[Source material — start]
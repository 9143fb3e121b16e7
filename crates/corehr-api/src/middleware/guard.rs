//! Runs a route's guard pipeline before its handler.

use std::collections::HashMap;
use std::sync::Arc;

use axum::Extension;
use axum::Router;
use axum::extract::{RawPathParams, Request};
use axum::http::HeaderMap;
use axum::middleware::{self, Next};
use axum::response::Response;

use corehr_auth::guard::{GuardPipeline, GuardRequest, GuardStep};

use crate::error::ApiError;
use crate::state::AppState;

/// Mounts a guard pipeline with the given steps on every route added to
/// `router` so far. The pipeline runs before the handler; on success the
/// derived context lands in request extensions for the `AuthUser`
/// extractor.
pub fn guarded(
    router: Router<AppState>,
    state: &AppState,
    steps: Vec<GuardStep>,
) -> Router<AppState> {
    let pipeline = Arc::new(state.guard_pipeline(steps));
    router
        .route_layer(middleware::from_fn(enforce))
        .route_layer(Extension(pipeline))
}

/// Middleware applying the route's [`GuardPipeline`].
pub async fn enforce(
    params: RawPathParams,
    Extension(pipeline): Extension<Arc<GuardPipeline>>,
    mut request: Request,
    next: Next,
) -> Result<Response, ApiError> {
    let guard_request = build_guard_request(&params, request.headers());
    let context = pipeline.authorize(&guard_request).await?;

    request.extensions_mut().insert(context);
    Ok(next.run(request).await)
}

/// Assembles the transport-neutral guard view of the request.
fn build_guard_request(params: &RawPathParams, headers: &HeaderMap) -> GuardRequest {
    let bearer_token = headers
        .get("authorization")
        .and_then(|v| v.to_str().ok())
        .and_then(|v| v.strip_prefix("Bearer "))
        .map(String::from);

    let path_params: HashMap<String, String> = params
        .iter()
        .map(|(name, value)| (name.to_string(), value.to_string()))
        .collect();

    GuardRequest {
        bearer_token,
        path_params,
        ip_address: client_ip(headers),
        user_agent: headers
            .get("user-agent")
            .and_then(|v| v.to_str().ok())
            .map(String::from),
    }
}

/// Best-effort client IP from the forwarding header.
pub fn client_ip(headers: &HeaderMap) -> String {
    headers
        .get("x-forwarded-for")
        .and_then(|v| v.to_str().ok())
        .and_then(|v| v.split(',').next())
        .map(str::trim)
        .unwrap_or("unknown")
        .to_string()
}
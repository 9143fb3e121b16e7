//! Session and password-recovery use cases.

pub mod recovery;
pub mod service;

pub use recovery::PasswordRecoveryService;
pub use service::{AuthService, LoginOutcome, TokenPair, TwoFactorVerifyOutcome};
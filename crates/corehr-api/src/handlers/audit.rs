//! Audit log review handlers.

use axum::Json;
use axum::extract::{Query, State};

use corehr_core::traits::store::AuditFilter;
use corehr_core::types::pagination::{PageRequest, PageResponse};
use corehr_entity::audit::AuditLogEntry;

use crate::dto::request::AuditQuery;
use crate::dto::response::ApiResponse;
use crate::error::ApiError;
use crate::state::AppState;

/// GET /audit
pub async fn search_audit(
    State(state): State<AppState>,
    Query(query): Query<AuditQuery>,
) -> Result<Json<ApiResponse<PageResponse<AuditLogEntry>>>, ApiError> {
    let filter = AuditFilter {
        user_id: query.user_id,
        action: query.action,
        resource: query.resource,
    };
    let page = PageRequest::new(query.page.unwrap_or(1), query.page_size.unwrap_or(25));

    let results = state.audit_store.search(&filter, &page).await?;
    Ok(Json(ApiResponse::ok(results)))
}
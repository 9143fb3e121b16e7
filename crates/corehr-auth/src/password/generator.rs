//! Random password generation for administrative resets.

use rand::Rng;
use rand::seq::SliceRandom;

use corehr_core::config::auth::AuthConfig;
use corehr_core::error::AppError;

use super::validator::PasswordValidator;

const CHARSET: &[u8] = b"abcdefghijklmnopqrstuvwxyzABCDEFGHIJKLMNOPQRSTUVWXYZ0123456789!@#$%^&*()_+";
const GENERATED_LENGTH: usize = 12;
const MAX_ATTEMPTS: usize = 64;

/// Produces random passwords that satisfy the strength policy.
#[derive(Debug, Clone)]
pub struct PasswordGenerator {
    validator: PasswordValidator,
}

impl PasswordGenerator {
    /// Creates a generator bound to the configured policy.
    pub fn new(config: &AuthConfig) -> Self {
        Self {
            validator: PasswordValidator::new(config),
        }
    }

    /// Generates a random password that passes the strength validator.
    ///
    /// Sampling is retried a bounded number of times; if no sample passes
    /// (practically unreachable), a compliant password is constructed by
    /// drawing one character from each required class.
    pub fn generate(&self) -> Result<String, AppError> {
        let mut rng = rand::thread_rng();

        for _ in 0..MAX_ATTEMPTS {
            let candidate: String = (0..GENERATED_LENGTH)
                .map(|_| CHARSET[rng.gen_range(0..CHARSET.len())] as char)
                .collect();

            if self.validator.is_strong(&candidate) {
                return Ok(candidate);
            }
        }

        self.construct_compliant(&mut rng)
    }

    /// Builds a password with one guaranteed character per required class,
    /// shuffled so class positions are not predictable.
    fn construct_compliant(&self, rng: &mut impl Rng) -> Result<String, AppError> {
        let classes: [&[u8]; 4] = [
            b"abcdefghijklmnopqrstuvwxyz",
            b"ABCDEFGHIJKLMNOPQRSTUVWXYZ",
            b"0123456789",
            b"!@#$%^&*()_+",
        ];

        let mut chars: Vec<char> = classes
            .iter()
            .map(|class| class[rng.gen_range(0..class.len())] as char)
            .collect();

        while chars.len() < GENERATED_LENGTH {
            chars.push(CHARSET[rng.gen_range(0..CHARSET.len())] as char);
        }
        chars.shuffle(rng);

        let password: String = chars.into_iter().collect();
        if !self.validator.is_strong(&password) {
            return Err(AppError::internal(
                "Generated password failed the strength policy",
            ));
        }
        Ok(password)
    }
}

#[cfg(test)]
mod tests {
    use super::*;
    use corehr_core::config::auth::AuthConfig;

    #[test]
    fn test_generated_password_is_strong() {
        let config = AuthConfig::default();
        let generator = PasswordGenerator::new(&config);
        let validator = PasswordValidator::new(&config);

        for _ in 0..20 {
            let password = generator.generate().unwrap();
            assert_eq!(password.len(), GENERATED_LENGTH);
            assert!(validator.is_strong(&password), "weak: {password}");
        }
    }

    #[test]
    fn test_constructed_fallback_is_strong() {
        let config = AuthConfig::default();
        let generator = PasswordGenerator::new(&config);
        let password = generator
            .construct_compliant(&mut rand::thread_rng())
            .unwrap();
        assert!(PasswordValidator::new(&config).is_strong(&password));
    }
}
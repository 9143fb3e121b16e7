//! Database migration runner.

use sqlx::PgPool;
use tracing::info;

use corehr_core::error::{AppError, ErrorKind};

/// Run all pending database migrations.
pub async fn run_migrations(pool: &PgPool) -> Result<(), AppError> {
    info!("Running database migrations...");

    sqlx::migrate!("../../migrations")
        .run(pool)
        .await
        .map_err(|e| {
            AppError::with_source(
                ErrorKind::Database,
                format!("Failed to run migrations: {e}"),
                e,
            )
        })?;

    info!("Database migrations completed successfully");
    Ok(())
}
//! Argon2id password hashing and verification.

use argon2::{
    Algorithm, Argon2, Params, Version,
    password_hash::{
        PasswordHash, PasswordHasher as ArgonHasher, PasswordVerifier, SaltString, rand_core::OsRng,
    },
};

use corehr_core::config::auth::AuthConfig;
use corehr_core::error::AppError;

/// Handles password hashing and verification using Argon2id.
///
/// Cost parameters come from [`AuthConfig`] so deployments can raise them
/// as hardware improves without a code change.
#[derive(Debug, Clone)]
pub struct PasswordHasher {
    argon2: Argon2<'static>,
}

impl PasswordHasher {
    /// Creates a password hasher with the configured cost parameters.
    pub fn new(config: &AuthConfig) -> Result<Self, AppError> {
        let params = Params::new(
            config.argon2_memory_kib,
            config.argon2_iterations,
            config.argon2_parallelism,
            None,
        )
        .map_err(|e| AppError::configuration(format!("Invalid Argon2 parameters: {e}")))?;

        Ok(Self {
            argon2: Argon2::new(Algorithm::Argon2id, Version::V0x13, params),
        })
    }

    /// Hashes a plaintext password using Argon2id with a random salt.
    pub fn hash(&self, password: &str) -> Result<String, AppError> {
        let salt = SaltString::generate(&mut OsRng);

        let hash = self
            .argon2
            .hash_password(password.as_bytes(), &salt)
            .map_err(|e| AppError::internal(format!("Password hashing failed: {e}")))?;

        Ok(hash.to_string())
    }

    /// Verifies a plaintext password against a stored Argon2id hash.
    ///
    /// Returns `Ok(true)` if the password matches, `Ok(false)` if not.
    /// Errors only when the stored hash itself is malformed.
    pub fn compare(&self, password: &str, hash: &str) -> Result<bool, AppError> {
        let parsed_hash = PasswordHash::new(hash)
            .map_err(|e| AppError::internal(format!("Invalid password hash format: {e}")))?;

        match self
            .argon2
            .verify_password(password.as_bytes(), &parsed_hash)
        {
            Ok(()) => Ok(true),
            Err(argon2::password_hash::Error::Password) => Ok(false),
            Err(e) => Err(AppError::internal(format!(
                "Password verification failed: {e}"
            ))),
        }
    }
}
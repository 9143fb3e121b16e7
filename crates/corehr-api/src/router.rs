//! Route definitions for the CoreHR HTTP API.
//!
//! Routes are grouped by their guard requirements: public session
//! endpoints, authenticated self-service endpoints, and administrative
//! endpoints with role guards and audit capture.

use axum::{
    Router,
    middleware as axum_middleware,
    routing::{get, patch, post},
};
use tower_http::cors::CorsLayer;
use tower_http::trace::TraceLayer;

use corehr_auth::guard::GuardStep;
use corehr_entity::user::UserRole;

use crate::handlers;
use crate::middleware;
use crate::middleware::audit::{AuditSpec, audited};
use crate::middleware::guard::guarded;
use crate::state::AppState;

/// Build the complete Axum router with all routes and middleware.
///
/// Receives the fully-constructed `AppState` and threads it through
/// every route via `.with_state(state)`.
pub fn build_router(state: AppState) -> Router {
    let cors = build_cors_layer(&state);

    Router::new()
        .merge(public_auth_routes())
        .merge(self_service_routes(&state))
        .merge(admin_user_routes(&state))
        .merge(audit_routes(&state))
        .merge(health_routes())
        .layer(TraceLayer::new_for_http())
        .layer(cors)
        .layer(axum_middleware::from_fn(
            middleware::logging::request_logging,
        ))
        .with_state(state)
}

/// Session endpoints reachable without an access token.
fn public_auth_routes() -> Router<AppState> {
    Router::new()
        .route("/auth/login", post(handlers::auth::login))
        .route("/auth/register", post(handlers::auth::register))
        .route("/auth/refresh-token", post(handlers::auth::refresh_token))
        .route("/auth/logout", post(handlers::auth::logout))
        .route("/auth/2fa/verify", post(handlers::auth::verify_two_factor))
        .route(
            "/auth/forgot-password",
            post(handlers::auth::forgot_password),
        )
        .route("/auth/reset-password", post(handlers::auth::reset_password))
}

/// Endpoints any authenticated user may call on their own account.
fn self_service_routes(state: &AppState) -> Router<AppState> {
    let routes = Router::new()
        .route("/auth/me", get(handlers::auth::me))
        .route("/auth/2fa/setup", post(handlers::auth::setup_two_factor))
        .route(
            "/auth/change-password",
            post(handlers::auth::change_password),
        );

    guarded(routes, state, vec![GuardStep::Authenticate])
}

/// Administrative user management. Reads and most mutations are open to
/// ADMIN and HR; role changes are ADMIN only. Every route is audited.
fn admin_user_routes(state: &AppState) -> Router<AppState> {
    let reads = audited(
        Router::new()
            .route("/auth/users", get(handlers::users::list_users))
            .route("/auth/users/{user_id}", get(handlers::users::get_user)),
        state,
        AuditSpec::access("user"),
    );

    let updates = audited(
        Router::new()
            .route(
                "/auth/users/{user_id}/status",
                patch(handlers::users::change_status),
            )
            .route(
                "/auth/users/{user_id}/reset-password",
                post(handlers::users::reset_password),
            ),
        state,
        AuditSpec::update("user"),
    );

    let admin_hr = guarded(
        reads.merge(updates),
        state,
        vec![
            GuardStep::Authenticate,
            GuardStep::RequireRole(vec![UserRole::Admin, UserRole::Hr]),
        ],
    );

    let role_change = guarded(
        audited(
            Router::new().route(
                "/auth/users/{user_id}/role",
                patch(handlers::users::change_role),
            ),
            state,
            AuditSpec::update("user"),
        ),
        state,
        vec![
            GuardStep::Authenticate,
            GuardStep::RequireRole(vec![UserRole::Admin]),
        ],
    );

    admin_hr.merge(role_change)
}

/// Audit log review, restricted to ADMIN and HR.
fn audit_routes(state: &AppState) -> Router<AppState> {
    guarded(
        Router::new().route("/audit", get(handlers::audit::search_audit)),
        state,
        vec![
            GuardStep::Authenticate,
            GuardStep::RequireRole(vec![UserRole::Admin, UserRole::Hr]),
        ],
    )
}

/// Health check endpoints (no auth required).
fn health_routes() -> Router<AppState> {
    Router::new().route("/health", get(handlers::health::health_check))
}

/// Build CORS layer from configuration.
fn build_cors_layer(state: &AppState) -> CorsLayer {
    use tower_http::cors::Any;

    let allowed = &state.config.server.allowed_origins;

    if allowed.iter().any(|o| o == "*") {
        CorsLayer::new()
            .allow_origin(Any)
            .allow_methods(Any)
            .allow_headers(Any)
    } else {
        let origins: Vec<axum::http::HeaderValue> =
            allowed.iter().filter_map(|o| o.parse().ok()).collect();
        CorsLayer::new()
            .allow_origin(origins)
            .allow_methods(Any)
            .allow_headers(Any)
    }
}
[Source material — finish]
■ Instructions for the task: In the records above, find the lines containing "access" and copy them.

■ Solution to the exercise:
/// Session endpoints reachable without an access token.
        AuditSpec::access("user"),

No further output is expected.